**Work instruction:**
Across the lines of the records below, how many have the string "CrossValidation" in them? Answer with the number alone.

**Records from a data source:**
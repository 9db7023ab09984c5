//! End-to-end integration tests: CSV -> encode -> fit/evaluate -> artifacts -> reload.

use std::fs;
use std::path::{Path, PathBuf};

use sylva_io::{CategoryEncoder, ExperimentName, ResultWriter, TableReader};
use sylva_tree::{CrossValidation, DecisionTree, Node, Table, TreeConfig, to_dot};
use tempfile::TempDir;

/// Path to the test fixture directory.
fn fixture_path(name: &str) -> PathBuf {
    Path::new(env!("CARGO_MANIFEST_DIR"))
        .join("tests")
        .join("fixtures")
        .join(name)
}

fn read_json(path: &Path) -> serde_json::Value {
    serde_json::from_str(&fs::read_to_string(path).unwrap()).unwrap()
}

fn load_fixture() -> (CategoryEncoder, Table) {
    let dataset = TableReader::new(&fixture_path("recurrence_16.csv"))
        .read()
        .expect("fixture should parse");
    assert_eq!(dataset.n_rows(), 16);
    assert_eq!(dataset.n_columns(), 6);

    let encoder = CategoryEncoder::fit(&dataset);
    let table = Table::new(encoder.encode(&dataset).unwrap()).unwrap();
    (encoder, table)
}

#[test]
fn fit_splits_on_malignancy_degree() {
    let (encoder, table) = load_fixture();
    assert_eq!(encoder.decode_label(0), Some("no-recurrence-events"));
    assert_eq!(encoder.vocabulary(4).unwrap(), &["1", "2", "3"]);

    let tree = TreeConfig::new().fit(&table).unwrap();
    let Node::Split {
        attribute,
        children,
        ..
    } = tree.node(tree.root())
    else {
        panic!("expected a split at the root");
    };
    assert_eq!(attribute.index(), 4);
    assert_eq!(children.len(), 3);
    assert_eq!(tree.n_nodes(), 4);

    let predictions = tree.predict_batch(table.rows()).unwrap();
    for (row, predicted) in table.rows().iter().zip(predictions) {
        assert_eq!(predicted, row[0]);
    }
}

#[test]
fn evaluate_writes_artifacts() {
    let (encoder, table) = load_fixture();
    let config = TreeConfig::new();
    let result = CrossValidation::new(4)
        .unwrap()
        .with_seed(42)
        .evaluate(&config, &table)
        .unwrap();

    let dir = TempDir::new().unwrap();
    let experiment = ExperimentName::new("cv_rt".into()).unwrap();
    let writer = ResultWriter::new(dir.path(), experiment).unwrap();

    writer
        .write_tree_dot(&to_dot(&result.first_fold_tree))
        .unwrap();

    let folds: Vec<_> = result
        .folds
        .iter()
        .map(|f| {
            (
                f.accuracy,
                f.balanced_accuracy,
                f.n_train,
                f.n_validation,
                f.n_nodes,
            )
        })
        .collect();
    let class_labels: Vec<String> = (0..result.n_classes as u32)
        .map(|c| encoder.decode_label(c).unwrap_or("?").to_string())
        .collect();
    let class_metrics: Vec<_> = result
        .confusion_matrix
        .class_metrics()
        .iter()
        .map(|m| (m.precision, m.recall, m.support))
        .collect();
    writer
        .write_evaluation(
            result.n_samples,
            config.min_node_size(),
            &folds,
            result.mean_accuracy,
            result.std_accuracy,
            result.mean_balanced_accuracy,
            result.confusion_matrix.as_rows(),
            &class_labels,
            &class_metrics,
        )
        .unwrap();

    let dot = fs::read_to_string(dir.path().join("cv_rt_tree.dot")).unwrap();
    assert!(dot.starts_with("digraph{\n"));
    assert!(dot.ends_with('}'));

    let content = read_json(&dir.path().join("cv_rt_evaluate.json"));
    assert_eq!(content["experiment"], "cv_rt");
    assert_eq!(content["n_samples"], 16);
    assert_eq!(content["n_folds"], 4);
    assert_eq!(content["folds"].as_array().unwrap().len(), 4);
    for fold in content["folds"].as_array().unwrap() {
        assert_eq!(fold["n_validation"], 4);
        assert_eq!(fold["n_train"], 12);
        let accuracy = fold["accuracy"].as_f64().unwrap();
        assert!((0.0..=1.0).contains(&accuracy));
    }
    assert_eq!(content["class_metrics"][0]["label"], "no-recurrence-events");
    assert_eq!(content["class_metrics"][1]["label"], "recurrence-events");
}

#[test]
fn train_then_predict_round_trip() {
    let (encoder, table) = load_fixture();
    let tree = TreeConfig::new().fit(&table).unwrap();

    let dir = TempDir::new().unwrap();
    let experiment = ExperimentName::new("model_rt".into()).unwrap();
    let writer = ResultWriter::new(dir.path(), experiment).unwrap();
    tree.save(writer.model_path()).unwrap();
    writer.write_encoder(&encoder).unwrap();

    let loaded_tree = DecisionTree::load(writer.model_path()).unwrap();
    let loaded_encoder = CategoryEncoder::load(&writer.encoder_path()).unwrap();
    assert_eq!(loaded_tree, tree);
    assert_eq!(loaded_encoder, encoder);

    // Age and tumor-size categories that never appear in the fixture.
    let unseen = dir.path().join("unseen.csv");
    fs::write(&unseen, "recurrence-events,90-99,premeno,50-54,3,left\n").unwrap();
    let dataset = TableReader::new(&unseen).read().unwrap();
    let rows = loaded_encoder.encode(&dataset).unwrap();
    assert_eq!(rows[0][1], 4);

    let predicted = loaded_tree.predict_batch(&rows).unwrap();
    let pairs: Vec<(String, Option<String>)> = predicted
        .iter()
        .zip(&rows)
        .map(|(&p, row)| {
            (
                loaded_encoder.decode_label(p).unwrap().to_string(),
                loaded_encoder.decode_label(row[0]).map(str::to_string),
            )
        })
        .collect();
    assert_eq!(pairs[0].0, "recurrence-events");

    writer.write_predictions(&pairs, Some(1.0)).unwrap();
    let content = read_json(&dir.path().join("model_rt_predict.json"));
    assert_eq!(content["predictions"][0]["predicted"], "recurrence-events");
    assert_eq!(content["predictions"][0]["actual"], "recurrence-events");
}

**The completed task:**
2